`R/admix_estim.R`

`admix_estim.Rd`

Estimate the component weights, the location shift parameter (in case of a symmetric unknown component density), and the unknown component distribution using different estimation techniques. We remind that the i-th admixture model has probability density function (pdf) l_i such that: l_i = p_i * f_i + (1-p_i) * g_i, where g_i is the known component density. The unknown quantities p_i and f_i then have to be estimated.

admix_estim( samples = NULL, sym.f = FALSE, est.method = c("PS", "BVdk", "IBM"), comp.dist = NULL, comp.param = NULL )

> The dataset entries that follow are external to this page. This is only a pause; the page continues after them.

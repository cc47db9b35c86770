use std::fmt;

pub mod launcher;
pub mod reaper;
pub mod signal;

pub use launcher::{spawn, wait_for, Pid, Redirect};
pub use reaper::reap_finished;

#[derive(Debug)]
pub enum ProcessError {
    InvalidArgument(String),
    EmptyStage(&'static str),
    Fork(std::io::Error),
    Pipe(std::io::Error),
    Wait(std::io::Error),
    Signal(std::io::Error),
}

impl fmt::Display for ProcessError {
    fn fmt(&self, f: &mut fmt::Formatter<'_>) -> fmt::Result {
        match self {
            ProcessError::InvalidArgument(arg) => {
                write!(f, "argument contains a NUL byte: {:?}", arg)
            }
            ProcessError::EmptyStage(side) => {
                write!(f, "incomplete pipeline: missing command {} |", side)
            }
            ProcessError::Fork(e) => write!(f, "fork failed: {}", e),
            ProcessError::Pipe(e) => write!(f, "pipe failed: {}", e),
            ProcessError::Wait(e) => write!(f, "wait failed: {}", e),
            ProcessError::Signal(e) => write!(f, "signal setup failed: {}", e),
        }
    }
}

impl std::error::Error for ProcessError {
    fn source(&self) -> Option<&(dyn std::error::Error + 'static)> {
        match self {
            ProcessError::Fork(e)
            | ProcessError::Pipe(e)
            | ProcessError::Wait(e)
            | ProcessError::Signal(e) => Some(e),
            _ => None,
        }
    }
}
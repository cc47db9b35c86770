use std::io::{self, Write};
use std::sync::atomic::{AtomicBool, Ordering};
use std::sync::Arc;

use rustyline::{error::ReadlineError, history::DefaultHistory, Editor};

mod interpreter;
pub mod pipeline;

pub use interpreter::Interpreter;
pub use pipeline::Pipeline;

use crate::{
    core::{commands::Flow, config::ShellConfig},
    error::ShellError,
    highlight::SyntaxHighlighter,
    input::ShellCompleter,
    process::{self, signal},
};

/// The interactive loop: reap, prompt, read, evaluate.
pub struct Shell {
    pub(crate) editor: Editor<ShellCompleter, DefaultHistory>,
    pub(crate) interpreter: Interpreter,
    pub(crate) config: ShellConfig,
    pub(crate) highlighter: SyntaxHighlighter,
    pub(crate) interrupted: Arc<AtomicBool>,
}

impl Shell {
    pub fn new(config: ShellConfig) -> Result<Self, ShellError> {
        let highlighter = SyntaxHighlighter::new(config.color);

        // Lines are never added to the editor's own recall list.
        let mut editor = Editor::<ShellCompleter, DefaultHistory>::new()?;
        editor.set_helper(Some(ShellCompleter::new(highlighter)));

        let interrupted = signal::setup_signal_handlers()?;
        let interpreter = Interpreter::new(&config);

        Ok(Shell {
            editor,
            interpreter,
            config,
            highlighter,
            interrupted,
        })
    }

    pub fn run(&mut self) -> Result<(), ShellError> {
        loop {
            self.reap_children();

            match self.editor.readline(&self.config.prompt) {
                Ok(line) => {
                    if self.evaluate(&line) == Flow::Exit {
                        break;
                    }
                }
                Err(ReadlineError::Interrupted) => continue,
                Err(ReadlineError::Eof) => {
                    println!();
                    break;
                }
                Err(e) => {
                    // A broken input stream is treated as end-of-input.
                    self.report(&ShellError::from(e));
                    break;
                }
            }
        }
        Ok(())
    }

    fn evaluate(&mut self, line: &str) -> Flow {
        let result = {
            let stdout = io::stdout();
            let mut out = stdout.lock();
            let result = self.interpreter.eval(line, &mut out);
            if let Err(e) = out.flush() {
                tracing::debug!("could not flush stdout: {}", e);
            }
            result
        };

        // Ctrl-C while a foreground child ran: start the prompt on a new line.
        if self.interrupted.swap(false, Ordering::Relaxed) {
            println!();
        }

        result.unwrap_or_else(|e| {
            self.report(&e);
            Flow::Continue
        })
    }

    fn reap_children(&self) {
        for (pid, status) in process::reap_finished() {
            tracing::debug!(pid, %status, "reaped child");
        }
    }

    fn report(&self, error: &ShellError) {
        if !self.config.quiet {
            eprintln!("{}", self.highlighter.highlight_error(&error.to_string()));
        }
    }
}
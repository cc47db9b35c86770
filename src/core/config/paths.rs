use super::ConfigError;
use std::env;
use std::path::{Path, PathBuf};

pub const RC_FILE_NAME: &str = ".dropshellrc";

#[derive(Debug, Clone)]
pub struct ConfigPaths {
    pub rc_path: PathBuf,
}

impl ConfigPaths {
    pub fn new() -> Result<Self, ConfigError> {
        let home = env::var_os("HOME")
            .filter(|home| !home.is_empty())
            .map(PathBuf::from)
            .or_else(dirs::home_dir)
            .ok_or(ConfigError::HomeDirNotFound)?;
        Ok(Self::from_home(&home))
    }

    pub fn from_home(home: &Path) -> Self {
        ConfigPaths {
            rc_path: home.join(RC_FILE_NAME),
        }
    }
}
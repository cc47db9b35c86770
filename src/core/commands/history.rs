use std::io::Write;

use super::{Command, CommandError, Flow};
use crate::core::state::ShellState;

pub const NO_HISTORY: &str = "No commands in history.";

#[derive(Clone, Default)]
pub struct HistoryCommand;

impl HistoryCommand {
    pub fn new() -> Self {
        Self
    }
}

impl Command for HistoryCommand {
    fn execute(
        &self,
        _args: &[String],
        state: &mut ShellState,
        out: &mut dyn Write,
    ) -> Result<Flow, CommandError> {
        match state.history.peek() {
            Some(line) => writeln!(out, "Last command: {}", line)?,
            None => writeln!(out, "{}", NO_HISTORY)?,
        }
        Ok(Flow::Continue)
    }
}

#[cfg(test)]
mod tests {
    use super::*;

    fn run(state: &mut ShellState) -> String {
        let mut out = Vec::new();
        HistoryCommand::new().execute(&[], state, &mut out).unwrap();
        String::from_utf8(out).unwrap()
    }

    #[test]
    fn test_history_empty() {
        let mut state = ShellState::new();
        assert_eq!(run(&mut state), format!("{}\n", NO_HISTORY));
    }

    #[test]
    fn test_history_shows_last_line() {
        let mut state = ShellState::new();
        state.history.record("ls -l");
        state.history.record("sleep 1 &");
        assert_eq!(run(&mut state), "Last command: sleep 1 &\n");
    }
}
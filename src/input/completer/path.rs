use std::{
    fs,
    path::{Path, PathBuf},
};

use rustyline::completion::Pair;

#[derive(Clone, Default)]
pub struct PathCompleter;

impl PathCompleter {
    pub fn new() -> Self {
        Self
    }

    pub fn complete_path(&self, incomplete: &str) -> Vec<Pair> {
        let (dir, prefix) = split_input(incomplete);

        let Ok(entries) = fs::read_dir(&dir) else {
            return Vec::new();
        };

        let mut matches: Vec<Pair> = entries
            .filter_map(Result::ok)
            .filter_map(|entry| {
                let name = entry.file_name().to_str()?.to_owned();
                if !name.starts_with(&prefix) {
                    return None;
                }
                Some(completion_pair(&name, &entry.path(), &dir))
            })
            .collect();

        matches.sort_by(|a, b| a.display.cmp(&b.display));
        matches
    }
}

/// Splits partial input into the directory to list and the file-name prefix.
fn split_input(incomplete: &str) -> (PathBuf, String) {
    if incomplete.is_empty() {
        return (PathBuf::from("."), String::new());
    }
    if incomplete.ends_with('/') {
        return (PathBuf::from(incomplete), String::new());
    }

    let path = Path::new(incomplete);
    let prefix = path
        .file_name()
        .and_then(|s| s.to_str())
        .unwrap_or("")
        .to_owned();
    let dir = match path.parent() {
        Some(parent) if !parent.as_os_str().is_empty() => parent.to_path_buf(),
        _ => PathBuf::from("."),
    };
    (dir, prefix)
}

fn completion_pair(name: &str, path: &Path, dir: &Path) -> Pair {
    let shown = if dir == Path::new(".") {
        name.to_owned()
    } else {
        dir.join(name).to_string_lossy().into_owned()
    };

    if path.is_dir() {
        Pair {
            display: format!("{}/", shown),
            replacement: format!("{}/", shown),
        }
    } else {
        Pair {
            display: shown.clone(),
            replacement: format!("{} ", shown),
        }
    }
}

#[cfg(test)]
mod tests {
    use super::*;
    use std::fs;

    #[test]
    fn test_split_input() {
        assert_eq!(split_input(""), (PathBuf::from("."), String::new()));
        assert_eq!(split_input("/usr/"), (PathBuf::from("/usr/"), String::new()));
        assert_eq!(split_input("/usr/bi"), (PathBuf::from("/usr"), "bi".to_string()));
        assert_eq!(split_input("src"), (PathBuf::from("."), "src".to_string()));
    }

    #[test]
    fn test_complete_in_directory() {
        let dir = tempfile::tempdir().unwrap();
        fs::create_dir(dir.path().join("alpha")).unwrap();
        fs::write(dir.path().join("alpine.txt"), "").unwrap();
        fs::write(dir.path().join("beta"), "").unwrap();

        let input = format!("{}/al", dir.path().display());
        let matches = PathCompleter::new().complete_path(&input);

        assert_eq!(matches.len(), 2);
        assert!(matches[0].display.ends_with("alpha/"));
        assert!(matches[1].replacement.ends_with("alpine.txt "));
    }
}
pub mod commands;
pub mod config;
pub mod state;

samples | A list of the K samples to be studied, all following admixture distributions. |
---|---|

sym.f | A boolean indicating whether the unknown component densities are assumed to be symmetric or not. |

est.method | The estimation method to be applied. Can be one of 'BVdk' (Bordes and Vandekerkhove estimator), 'PS' (Patra and Sen estimator), or 'IBM' (Inversion Best-Matching approach). The same estimation method is performed on each sample. For further details, see section 'Details' below. |

comp.dist | A list with 2*K elements corresponding to the component distributions (specified with R native names for these distributions) involved in the K admixture models. Elements, grouped by 2, refer to the unknown and known components of each admixture model, If there are unknown elements, they must be specified as 'NULL' objects. For instance, 'comp.dist' could be specified as follows with K = 3: list(f1 = NULL, g1 = 'norm', f2 = NULL, g2 = 'norm', f3 = NULL, g3 = 'rnorm'). |

comp.param | A list with 2*K elements corresponding to the parameters of the component distributions, each element being a list itself. The names used in this list must correspond to the native R argument names for these distributions. Elements, grouped by 2, refer to the parameters of unknown and known components of each admixture model. If there are unknown elements, they must be specified as 'NULL' objects. For instance, 'comp.param' could be specified as follows (with K = 3): list(f1 = NULL, g1 = list(mean=0,sd=1), f2 = NULL, g2 = list(mean=3,sd=1.1), f3 = NULL, g3 = list(mean=-2,sd=0.6)). |

A list containing the estimated weight of every unknown component distribution among admixture samples.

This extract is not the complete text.